The good news is that improving sleep—and therefore protecting your heart—is achievable for most people with consistent lifestyle changes.
1. Set a Sleep Schedule and Stick to It
Going to bed and waking up at the same time every day—yes, even on weekends—reinforces your circadian rhythm and improves sleep quality dramatically. Research suggests sleep consistency may be even more important than sleep duration (9).
2. Make Your Bedroom Your Sleep Sanctuary
Cool (around 65–68°F), dark, and quiet is the goal. Consider blackout curtains, a white noise machine, or earplugs if needed.
3. Cut Off Caffeine By Noon
Caffeine has a half-life of about five to six hours, meaning that 3 p.m. coffee could still be affecting your ability to fall asleep at 10 p.m (14).
4. Wind Down Intentionally
Give yourself 30 to 60 minutes of screen-free, low-stimulation time before bed. Try reading, light stretching, breathing exercises, or a warm shower—which signals to your body that it's time to sleep (15, 16).
5. Limit Alcohol in the Evenings
While alcohol may help you fall asleep faster, it significantly disrupts sleep quality and suppresses REM sleep—meaning you wake up feeling unrested even after a full night.

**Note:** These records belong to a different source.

//! JSON fixtures: a schema plus the rows to load into a memory store
//!
//! ```json
//! {
//!   "tables": [
//!     {"name": "customer", "columns": [{"name": "cid", "column_type": "int"}]},
//!     {"name": "order", "parent": "customer",
//!      "columns": [{"name": "oid", "column_type": "int"}]}
//!   ],
//!   "rows": [
//!     {"table": "customer", "hkey": [[1]], "values": [1]},
//!     {"table": "order", "hkey": [[1], [10]], "values": [10]}
//!   ]
//! }
//! ```
//!
//! An hkey is written as one list of key values per level, root first.
//! Rows are committed after loading unless `"commit": false`.

use std::fs;
use std::path::Path;
use std::sync::Arc;

use serde::Deserialize;
use thiserror::Error;

use crate::executor::{ExecutionError, RowCountMode};
use crate::observability::{log_event, Event};
use crate::row::{ColumnDef, ColumnType, HKey, HKeySegment, Row, RowType, Schema, Value};
use crate::storage::{MemoryStoreAdapter, StorageError, TableStatusCache};

/// Fixture loading errors
#[derive(Debug, Error)]
pub enum FixtureError {
    #[error("failed to read fixture {path}: {source}")]
    Read {
        path: String,
        #[source]
        source: std::io::Error,
    },

    #[error("invalid fixture JSON: {0}")]
    Parse(#[from] serde_json::Error),

    #[error("unknown table '{0}'")]
    UnknownTable(String),

    #[error("hkey for table '{table}' needs {expected} levels, got {actual}")]
    HKeyDepth {
        table: String,
        expected: usize,
        actual: usize,
    },

    #[error("column '{column}' of table '{table}' expects {expected:?}, got {value}")]
    ValueType {
        table: String,
        column: String,
        expected: ColumnType,
        value: Value,
    },

    #[error(transparent)]
    Execution(#[from] ExecutionError),

    #[error(transparent)]
    Storage(#[from] StorageError),
}

#[derive(Debug, Deserialize)]
#[serde(deny_unknown_fields)]
struct FixtureFile {
    tables: Vec<TableSpec>,
    #[serde(default)]
    rows: Vec<RowSpec>,
    #[serde(default = "default_commit")]
    commit: bool,
}

fn default_commit() -> bool {
    true
}

#[derive(Debug, Deserialize)]
#[serde(deny_unknown_fields)]
struct TableSpec {
    name: String,
    #[serde(default)]
    parent: Option<String>,
    columns: Vec<ColumnDef>,
}

#[derive(Debug, Deserialize)]
#[serde(deny_unknown_fields)]
struct RowSpec {
    table: String,
    hkey: Vec<Vec<Value>>,
    values: Vec<Value>,
}

/// A parsed fixture: the schema is still mutable so operators can issue
/// their derived row types before the store is built.
#[derive(Debug)]
pub struct Fixture {
    pub schema: Schema,
    rows: Vec<Row>,
    commit: bool,
}

/// A loaded memory store
pub struct FixtureStore {
    pub schema: Arc<Schema>,
    pub adapter: Arc<MemoryStoreAdapter>,
}

impl Fixture {
    /// Load a fixture file
    pub fn load(path: &Path) -> Result<Self, FixtureError> {
        let content = fs::read_to_string(path).map_err(|source| FixtureError::Read {
            path: path.display().to_string(),
            source,
        })?;
        Self::from_json_str(&content)
    }

    /// Parse a fixture document
    pub fn from_json_str(content: &str) -> Result<Self, FixtureError> {
        let file: FixtureFile = serde_json::from_str(content)?;

        let mut schema = Schema::new();
        for table in &file.tables {
            let parent = match &table.parent {
                Some(name) => Some(
                    schema
                        .table_by_name(name)
                        .and_then(|t| t.table_id())
                        .ok_or_else(|| FixtureError::UnknownTable(name.clone()))?,
                ),
                None => None,
            };
            schema.new_table(table.name.clone(), table.columns.clone(), parent)?;
        }

        let mut rows = Vec::with_capacity(file.rows.len());
        for spec in file.rows {
            let row_type = schema
                .table_by_name(&spec.table)
                .cloned()
                .ok_or_else(|| FixtureError::UnknownTable(spec.table.clone()))?;
            check_values(&row_type, &spec.values)?;
            let hkey = build_hkey(&schema, &row_type, &spec.hkey)?;
            rows.push(Row::table_row(row_type, hkey, spec.values)?);
        }

        Ok(Self {
            schema,
            rows,
            commit: file.commit,
        })
    }

    pub fn row_count(&self) -> usize {
        self.rows.len()
    }

    /// Build a memory store holding every fixture row
    pub fn into_store(self, row_count_mode: RowCountMode) -> Result<FixtureStore, FixtureError> {
        let schema = Arc::new(self.schema);
        let adapter = Arc::new(MemoryStoreAdapter::new(
            Arc::clone(&schema),
            Arc::new(TableStatusCache::new()),
            row_count_mode,
        )?);
        let loaded = self.rows.len();
        for row in self.rows {
            adapter.write_row(row)?;
        }
        if self.commit {
            adapter.commit()?;
        }
        log_event(
            Event::FixtureLoaded,
            &[
                ("committed", if self.commit { "true" } else { "false" }),
                ("rows", &loaded.to_string()),
                ("tables", &schema.tables().count().to_string()),
            ],
        );
        Ok(FixtureStore { schema, adapter })
    }
}

/// Build the hkey of a `table` row from per-level key values, root first
pub fn build_hkey(schema: &Schema, table: &RowType, levels: &[Vec<Value>]) -> Result<HKey, FixtureError> {
    let mut chain = Vec::new();
    let mut current = table.table_info();
    while let Some(info) = current {
        chain.push(info.table_id);
        current = info
            .parent
            .and_then(|parent| schema.table(parent))
            .and_then(|t| t.table_info());
    }
    chain.reverse();

    if chain.len() != levels.len() {
        return Err(FixtureError::HKeyDepth {
            table: table.name().to_string(),
            expected: chain.len(),
            actual: levels.len(),
        });
    }

    let segments = chain
        .into_iter()
        .zip(levels)
        .map(|(table_id, values)| HKeySegment::new(table_id, values.clone()))
        .collect();
    Ok(HKey::new(segments))
}

fn check_values(row_type: &RowType, values: &[Value]) -> Result<(), FixtureError> {
    for (column, value) in row_type.columns().iter().zip(values) {
        let matches = matches!(
            (column.column_type, value),
            (_, Value::Null)
                | (ColumnType::Int, Value::Int(_))
                | (ColumnType::Text, Value::Text(_))
                | (ColumnType::Bool, Value::Bool(_))
        );
        if !matches {
            return Err(FixtureError::ValueType {
                table: row_type.name().to_string(),
                column: column.name.clone(),
                expected: column.column_type,
                value: value.clone(),
            });
        }
    }
    Ok(())
}

#[cfg(test)]
mod tests {
    use super::*;
    use crate::storage::StoreAdapter;
    use std::io::Write;

    const FIXTURE: &str = r#"{
        "tables": [
            {"name": "customer", "columns": [{"name": "cid", "column_type": "int"}]},
            {"name": "order", "parent": "customer",
             "columns": [{"name": "oid", "column_type": "int"}, {"name": "note", "column_type": "text"}]}
        ],
        "rows": [
            {"table": "customer", "hkey": [[1]], "values": [1]},
            {"table": "order", "hkey": [[1], [10]], "values": [10, "first"]},
            {"table": "order", "hkey": [[1], [11]], "values": [11, null]}
        ]
    }"#;

    #[test]
    fn test_parse_fixture() {
        let fixture = Fixture::from_json_str(FIXTURE).unwrap();
        assert_eq!(fixture.row_count(), 3);
        let order = fixture.schema.table_by_name("order").unwrap();
        let customer = fixture.schema.table_by_name("customer").unwrap();
        assert_eq!(order.table_info().unwrap().parent, customer.table_id());
    }

    #[test]
    fn test_build_hkey_follows_ancestors() {
        let fixture = Fixture::from_json_str(FIXTURE).unwrap();
        let order = fixture.schema.table_by_name("order").unwrap();
        let hkey = build_hkey(&fixture.schema, order, &[vec![Value::Int(1)], vec![Value::Int(10)]]).unwrap();
        assert_eq!(hkey.depth(), 2);
        assert_eq!(hkey.table_id(), order.table_id());

        let err = build_hkey(&fixture.schema, order, &[vec![Value::Int(1)]]).unwrap_err();
        assert!(matches!(err, FixtureError::HKeyDepth { expected: 2, actual: 1, .. }));
    }

    #[test]
    fn test_unknown_parent() {
        let err = Fixture::from_json_str(
            r#"{"tables": [{"name": "t", "parent": "nope", "columns": []}]}"#,
        )
        .unwrap_err();
        assert!(matches!(err, FixtureError::UnknownTable(name) if name == "nope"));
    }

    #[test]
    fn test_column_type_checked() {
        let err = Fixture::from_json_str(
            r#"{"tables": [{"name": "t", "columns": [{"name": "id", "column_type": "int"}]}],
                "rows": [{"table": "t", "hkey": [["x"]], "values": ["x"]}]}"#,
        )
        .unwrap_err();
        assert!(matches!(err, FixtureError::ValueType { .. }));
    }

    #[test]
    fn test_load_into_store_commits() {
        let mut file = tempfile::NamedTempFile::new().unwrap();
        file.write_all(FIXTURE.as_bytes()).unwrap();

        let store = Fixture::load(file.path())
            .unwrap()
            .into_store(RowCountMode::Approximate)
            .unwrap();
        let order = store.schema.table_by_name("order").unwrap();
        assert_eq!(store.adapter.row_count(order).unwrap(), 2);
    }

    #[test]
    fn test_missing_file() {
        let err = Fixture::load(Path::new("/nonexistent/fixture.json")).unwrap_err();
        assert!(matches!(err, FixtureError::Read { .. }));
    }
}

6. Move Your Body Regularly
Regular aerobic exercise has been shown to improve sleep quality, reduce the severity of sleep apnea, and lower resting heart rate. Just avoid vigorous workouts within two to three hours of bedtime.
7. Talk to Your Doctor
If you snore, gasp, or wake exhausted, these are red flags for sleep apnea that deserves medical evaluation. Treatments like CPAP therapy can be life-changing—and potentially lifesaving.